* **WHAT TO PRODUCE**: Only lines containing the word "HashMap" belong in the answer; copy each one from the records.

* **Saved entries**:
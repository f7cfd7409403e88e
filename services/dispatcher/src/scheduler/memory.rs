//! In-memory scheduler store for host tests.

use std::collections::HashMap;
use std::sync::{Arc, Mutex, MutexGuard};

use async_trait::async_trait;
use chrono::Utc;
use jobplane_id::{WorkItemId, WorkflowNodeId};
use jobplane_scheduling::dependencies::{DependencyCatalog, NewPrerequisite};
use jobplane_scheduling::{
    Assignment, Node, NodeGroup, NodeTemplate, PassReport, Projection, Status, WorkItem,
    WorkItemKind, WorkflowDag, WorkflowEdge, WorkflowNode, WorkflowState,
};

use super::store::{dispatched_status, PersistOutcome, SchedulerStore, StoreError, StoreResult};

#[derive(Debug, Clone)]
pub(crate) struct MemoryWorkflow {
    pub run_id: WorkItemId,
    pub cancel_requested: bool,
    pub nodes: Vec<WorkflowNode>,
    pub edges: Vec<WorkflowEdge>,
}

#[derive(Default)]
pub(crate) struct State {
    pub items: Vec<WorkItem>,
    pub nodes: Vec<Node>,
    pub groups: Vec<NodeGroup>,
    pub catalog: DependencyCatalog,
    pub prerequisites: Vec<(WorkItemId, WorkItemId)>,
    pub workflows: Vec<MemoryWorkflow>,
    pub explanations: HashMap<WorkItemId, String>,
    /// Waiting or running items flagged for cancellation.
    pub cancel_flags: Vec<WorkItemId>,
    /// Passes that started loading state.
    pub attempts: usize,
    /// Passes whose report was recorded.
    pub passes: usize,
    pub fail_load: bool,
    pub fail_persist: bool,
    pub next_id: i64,
}

#[derive(Default)]
pub(crate) struct MemoryStore {
    state: Mutex<State>,
}

fn store_error() -> StoreError {
    StoreError::Sqlx(sqlx::Error::PoolClosed)
}

impl MemoryStore {
    /// New items get ids from 101 up.
    pub fn with(nodes: Vec<Node>, groups: Vec<NodeGroup>, items: Vec<WorkItem>) -> Arc<Self> {
        let store = Self::default();
        {
            let mut state = store.state();
            state.next_id = 100;
            state.nodes = nodes;
            state.groups = groups;
            state.items = items;
        }
        Arc::new(store)
    }

    pub fn state(&self) -> MutexGuard<'_, State> {
        self.state.lock().unwrap()
    }

    pub fn status_of(&self, id: i64) -> Status {
        self.item(id).status()
    }

    pub fn item(&self, id: i64) -> WorkItem {
        self.state()
            .items
            .iter()
            .find(|item| item.id() == WorkItemId::new(id))
            .cloned()
            .unwrap()
    }

    pub fn set_status(&self, id: i64, status: Status) {
        let mut state = self.state();
        if let Some(item) = state.items.iter_mut().find(|i| i.id() == WorkItemId::new(id)) {
            item.common_mut().status = status;
        }
    }

    fn list(&self, keep: impl Fn(&WorkItem) -> bool) -> Vec<WorkItem> {
        self.state().items.iter().filter(|i| keep(i)).cloned().collect()
    }
}

impl State {
    fn status(&self, id: WorkItemId) -> Option<Status> {
        self.items.iter().find(|i| i.id() == id).map(|i| i.status())
    }

    fn item_mut(&mut self, id: WorkItemId) -> Option<&mut WorkItem> {
        self.items.iter_mut().find(|i| i.id() == id)
    }
}

#[async_trait]
impl SchedulerStore for MemoryStore {
    async fn list_pending(&self, kind: WorkItemKind) -> StoreResult<Vec<WorkItem>> {
        Ok(self.list(|item| item.kind() == kind && item.status() == Status::Pending))
    }

    async fn list_running_and_waiting(&self, kind: WorkItemKind) -> StoreResult<Vec<WorkItem>> {
        Ok(self.list(|item| item.kind() == kind && item.status().is_active()))
    }

    async fn list_nodes(&self) -> StoreResult<Vec<Node>> {
        Ok(self.state().nodes.clone())
    }

    async fn list_node_groups(&self) -> StoreResult<Vec<NodeGroup>> {
        Ok(self.state().groups.clone())
    }

    async fn load_dependency_catalog(&self, _pending: &[WorkItem]) -> StoreResult<DependencyCatalog> {
        let state = self.state();
        let mut catalog = state.catalog.clone();
        for (item, prerequisite) in &state.prerequisites {
            catalog
                .recorded
                .entry(*item)
                .or_default()
                .push((*prerequisite, state.status(*prerequisite)));
        }
        Ok(catalog)
    }

    async fn create_prerequisite(&self, prerequisite: &NewPrerequisite) -> StoreResult<WorkItem> {
        let NewPrerequisite::ProjectSync { project_id, .. } = prerequisite else {
            return Err(store_error());
        };
        let mut state = self.state();
        state.next_id += 1;
        // Offsets are relative to the fixture epoch; creation time only needs
        // to sort before the dependent run here.
        let item = jobplane_testing::project_sync(state.next_id, project_id.value(), -1).build();
        state.items.push(item.clone());
        Ok(item)
    }

    async fn record_prerequisites(
        &self,
        item: WorkItemId,
        prerequisites: &[WorkItemId],
    ) -> StoreResult<()> {
        let mut state = self.state();
        for prerequisite in prerequisites {
            state.prerequisites.push((item, *prerequisite));
        }
        Ok(())
    }

    async fn fail_items(&self, failures: &[(WorkItemId, String)]) -> StoreResult<usize> {
        let mut state = self.state();
        let mut failed = 0;
        for (id, explanation) in failures {
            let Some(item) = state.item_mut(*id) else {
                continue;
            };
            if item.status() != Status::Pending {
                continue;
            }
            let common = item.common_mut();
            common.status = Status::Failed;
            common.finished_at = Some(Utc::now());
            state.explanations.insert(*id, explanation.clone());
            failed += 1;
        }
        Ok(failed)
    }

    async fn load_running_workflows(&self) -> StoreResult<Vec<WorkflowState>> {
        let mut state = self.state();
        state.attempts += 1;
        if state.fail_load {
            return Err(store_error());
        }

        let mut running = Vec::new();
        for workflow in &state.workflows {
            if state.status(workflow.run_id) != Some(Status::Running) {
                continue;
            }
            let nodes = workflow
                .nodes
                .iter()
                .cloned()
                .map(|mut node| {
                    node.job = node
                        .job
                        .and_then(|(id, _)| state.status(id).map(|status| (id, status)));
                    node
                })
                .collect();
            running.push(WorkflowState {
                run_id: workflow.run_id,
                cancel_requested: workflow.cancel_requested,
                dag: WorkflowDag::new(nodes, workflow.edges.clone()),
            });
        }
        Ok(running)
    }

    async fn spawn_workflow_node(
        &self,
        run: WorkItemId,
        node: WorkflowNodeId,
        template: &NodeTemplate,
    ) -> StoreResult<WorkItem> {
        let mut state = self.state();
        state.next_id += 1;
        let item = template.work_item(WorkItemId::new(state.next_id), Utc::now());

        let slot = state
            .workflows
            .iter_mut()
            .filter(|w| w.run_id == run)
            .flat_map(|w| w.nodes.iter_mut())
            .find(|n| n.id == node)
            .ok_or_else(store_error)?;
        slot.job = Some((item.id(), Status::Pending));

        state.items.push(item.clone());
        Ok(item)
    }

    async fn finish_workflow(
        &self,
        run: WorkItemId,
        status: Status,
        cancel: &[WorkItemId],
    ) -> StoreResult<()> {
        let mut state = self.state();
        for id in cancel {
            match state.status(*id) {
                Some(Status::Pending) => {
                    if let Some(item) = state.item_mut(*id) {
                        item.common_mut().status = Status::Canceled;
                    }
                }
                Some(current) if current.is_active() => state.cancel_flags.push(*id),
                _ => {}
            }
        }
        let item = state.item_mut(run).ok_or_else(store_error)?;
        let common = item.common_mut();
        common.status = status;
        common.finished_at = Some(Utc::now());
        Ok(())
    }

    async fn persist_assignments(&self, started: &[(WorkItem, Assignment)]) -> StoreResult<PersistOutcome> {
        let mut state = self.state();
        if state.fail_persist {
            return Err(store_error());
        }
        let mut outcome = PersistOutcome::default();
        for (decided, assignment) in started {
            let Some(item) = state.item_mut(decided.id()) else {
                outcome.vanished.push(decided.id());
                continue;
            };
            let common = item.common_mut();
            common.status = dispatched_status(decided.kind());
            common.execution_node = Some(assignment.node.clone());
            outcome.persisted += 1;
        }
        Ok(outcome)
    }

    async fn record_pass(&self, _report: &PassReport) -> StoreResult<()> {
        self.state().passes += 1;
        Ok(())
    }
}
//! One scheduling pass, end to end.
//!
//! The task manager first advances running workflows, then bulk-loads state,
//! plans implicit prerequisites, runs the pure [`SchedulingPass`], and writes
//! its decisions back in one transaction. Runs whose prerequisites failed are
//! failed last. The decisions in between are synchronous.

use std::collections::BTreeMap;
use std::sync::Arc;

use chrono::Utc;
use jobplane_id::WorkItemId;
use jobplane_scheduling::dependencies::{self, PrerequisiteRef};
use jobplane_scheduling::{
    Assignment, DispatchFailure, PassReport, PassSettings, PassSnapshot, Projection,
    RecordingDispatcher, SchedulingPass, Status, WorkItem, WorkItemKind, WorkflowState,
    WorkflowStep,
};
use tracing::{debug, info, instrument, warn};

use super::store::{SchedulerStore, StoreError};

/// Errors that abort a pass before any decision is made.
#[derive(Debug, thiserror::Error)]
pub enum TaskManagerError {
    #[error("failed to load scheduler state: {0}")]
    Load(#[source] StoreError),
}

/// Runs scheduling passes against a store.
pub struct TaskManager<S> {
    store: Arc<S>,
    settings: PassSettings,
}

impl<S: SchedulerStore> TaskManager<S> {
    pub fn new(store: Arc<S>, settings: PassSettings) -> Self {
        Self { store, settings }
    }

    pub fn settings(&self) -> &PassSettings {
        &self.settings
    }

    /// Run one pass.
    ///
    /// Failures after the load never abort the pass: prerequisites that could
    /// not be created are dropped and a failed write is reported as a
    /// dispatch failure for every item of the pass.
    #[instrument(skip(self))]
    pub async fn schedule(&self) -> Result<PassReport, TaskManagerError> {
        let workflows = self
            .store
            .load_running_workflows()
            .await
            .map_err(TaskManagerError::Load)?;
        for workflow in &workflows {
            self.advance_workflow(workflow).await;
        }

        let mut snapshot = self.load_snapshot().await?;

        let index = self.plan_dependencies(&mut snapshot).await?;

        let mut dispatcher = RecordingDispatcher::new();
        let mut report =
            SchedulingPass::new(snapshot, &self.settings).run(&mut dispatcher, &index);

        let started = dispatcher.into_started();
        self.persist(&started, &mut report).await;
        self.fail_dependents(&report).await;

        if let Err(e) = self.store.record_pass(&report).await {
            warn!(error = %e, "Failed to record pass report");
        }

        Ok(report)
    }

    async fn load_snapshot(&self) -> Result<PassSnapshot, TaskManagerError> {
        let mut snapshot = PassSnapshot::default();
        for kind in WorkItemKind::ALL {
            snapshot.pending.extend(
                self.store
                    .list_pending(kind)
                    .await
                    .map_err(TaskManagerError::Load)?,
            );
            snapshot.active.extend(
                self.store
                    .list_running_and_waiting(kind)
                    .await
                    .map_err(TaskManagerError::Load)?,
            );
        }
        snapshot.nodes = self.store.list_nodes().await.map_err(TaskManagerError::Load)?;
        snapshot.node_groups = self
            .store
            .list_node_groups()
            .await
            .map_err(TaskManagerError::Load)?;

        debug!(
            pending = snapshot.pending.len(),
            active = snapshot.active.len(),
            nodes = snapshot.nodes.len(),
            node_groups = snapshot.node_groups.len(),
            "Loaded scheduler state"
        );

        Ok(snapshot)
    }

    /// Create missing prerequisites, add them to the backlog, and build the
    /// hook the pass consults.
    async fn plan_dependencies(
        &self,
        snapshot: &mut PassSnapshot,
    ) -> Result<dependencies::DependencyIndex, TaskManagerError> {
        let catalog = self
            .store
            .load_dependency_catalog(&snapshot.pending)
            .await
            .map_err(TaskManagerError::Load)?;
        let plan = dependencies::plan(&catalog, &snapshot.pending, Utc::now());

        let mut created: Vec<Option<WorkItemId>> = Vec::with_capacity(plan.creates.len());
        for prerequisite in &plan.creates {
            match self.store.create_prerequisite(prerequisite).await {
                Ok(item) => {
                    info!(item_id = %item.id(), kind = %item.kind(), "Created prerequisite");
                    created.push(Some(item.id()));
                    snapshot.pending.push(item);
                }
                Err(e) => {
                    warn!(error = %e, "Failed to create prerequisite");
                    created.push(None);
                }
            }
        }

        let mut links: BTreeMap<WorkItemId, Vec<WorkItemId>> = BTreeMap::new();
        for (item, prerequisite) in &plan.links {
            let resolved = match prerequisite {
                PrerequisiteRef::Existing(id) => Some(*id),
                PrerequisiteRef::Planned(position) => created.get(*position).copied().flatten(),
            };
            if let Some(id) = resolved {
                links.entry(*item).or_default().push(id);
            }
        }
        for (item, prerequisites) in &links {
            if let Err(e) = self.store.record_prerequisites(*item, prerequisites).await {
                warn!(item_id = %item, error = %e, "Failed to record prerequisites");
            }
        }

        let items: Vec<&WorkItem> = snapshot
            .pending
            .iter()
            .chain(snapshot.active.iter())
            .collect();
        Ok(plan.into_index(&catalog, &created, items))
    }

    /// Spawn the nodes that became ready, or finish the run.
    ///
    /// Spawned items are pending and join this pass's backlog.
    async fn advance_workflow(&self, workflow: &WorkflowState) {
        let run = workflow.run_id;
        match workflow.next_step() {
            WorkflowStep::Spawn { nodes } => {
                for node_id in nodes {
                    let Some(template) = workflow
                        .dag
                        .node(node_id)
                        .and_then(|node| node.template.as_ref())
                    else {
                        continue;
                    };
                    match self.store.spawn_workflow_node(run, node_id, template).await {
                        Ok(item) => info!(
                            workflow_id = %run,
                            node_id = %node_id,
                            item_id = %item.id(),
                            kind = %item.kind(),
                            "Spawned workflow node"
                        ),
                        Err(e) => warn!(
                            workflow_id = %run,
                            node_id = %node_id,
                            error = %e,
                            "Failed to spawn workflow node"
                        ),
                    }
                }
            }
            WorkflowStep::Finish { status } => {
                match self.store.finish_workflow(run, status, &[]).await {
                    Ok(()) => info!(workflow_id = %run, %status, "Workflow finished"),
                    Err(e) => warn!(workflow_id = %run, error = %e, "Failed to finish workflow"),
                }
            }
            WorkflowStep::Cancel { jobs } => {
                match self.store.finish_workflow(run, Status::Canceled, &jobs).await {
                    Ok(()) => info!(workflow_id = %run, jobs = jobs.len(), "Workflow canceled"),
                    Err(e) => warn!(workflow_id = %run, error = %e, "Failed to cancel workflow"),
                }
            }
        }
    }

    async fn persist(&self, started: &[(WorkItem, Assignment)], report: &mut PassReport) {
        match self.store.persist_assignments(started).await {
            Ok(outcome) => {
                for id in outcome.vanished {
                    let Some((_, assignment)) = started.iter().find(|(item, _)| item.id() == id)
                    else {
                        continue;
                    };
                    debug!(item_id = %id, node = %assignment.node, "Item left pending before its decision was written");
                    report.dispatch_failures.push(DispatchFailure {
                        item_id: id,
                        node: assignment.node.clone(),
                        reason: "no longer pending".to_string(),
                    });
                }
                if outcome.persisted > 0 {
                    info!(persisted = outcome.persisted, "Persisted scheduling decisions");
                }
            }
            Err(e) => {
                warn!(error = %e, started = started.len(), "Failed to persist scheduling decisions");
                let reason = e.to_string();
                report
                    .dispatch_failures
                    .extend(started.iter().map(|(item, assignment)| DispatchFailure {
                        item_id: item.id(),
                        node: assignment.node.clone(),
                        reason: reason.clone(),
                    }));
            }
        }
    }

    /// Fail runs whose prerequisites failed.
    async fn fail_dependents(&self, report: &PassReport) {
        let failures = report.prerequisite_failures();
        if failures.is_empty() {
            return;
        }
        match self.store.fail_items(&failures).await {
            Ok(failed) => info!(failed, "Failed runs whose prerequisites failed"),
            Err(e) => warn!(error = %e, items = failures.len(), "Failed to fail dependent runs"),
        }
    }
}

* **OUTPUT OF THE EXERCISE**:
use std::collections::HashMap;
    pub explanations: HashMap<WorkItemId, String>,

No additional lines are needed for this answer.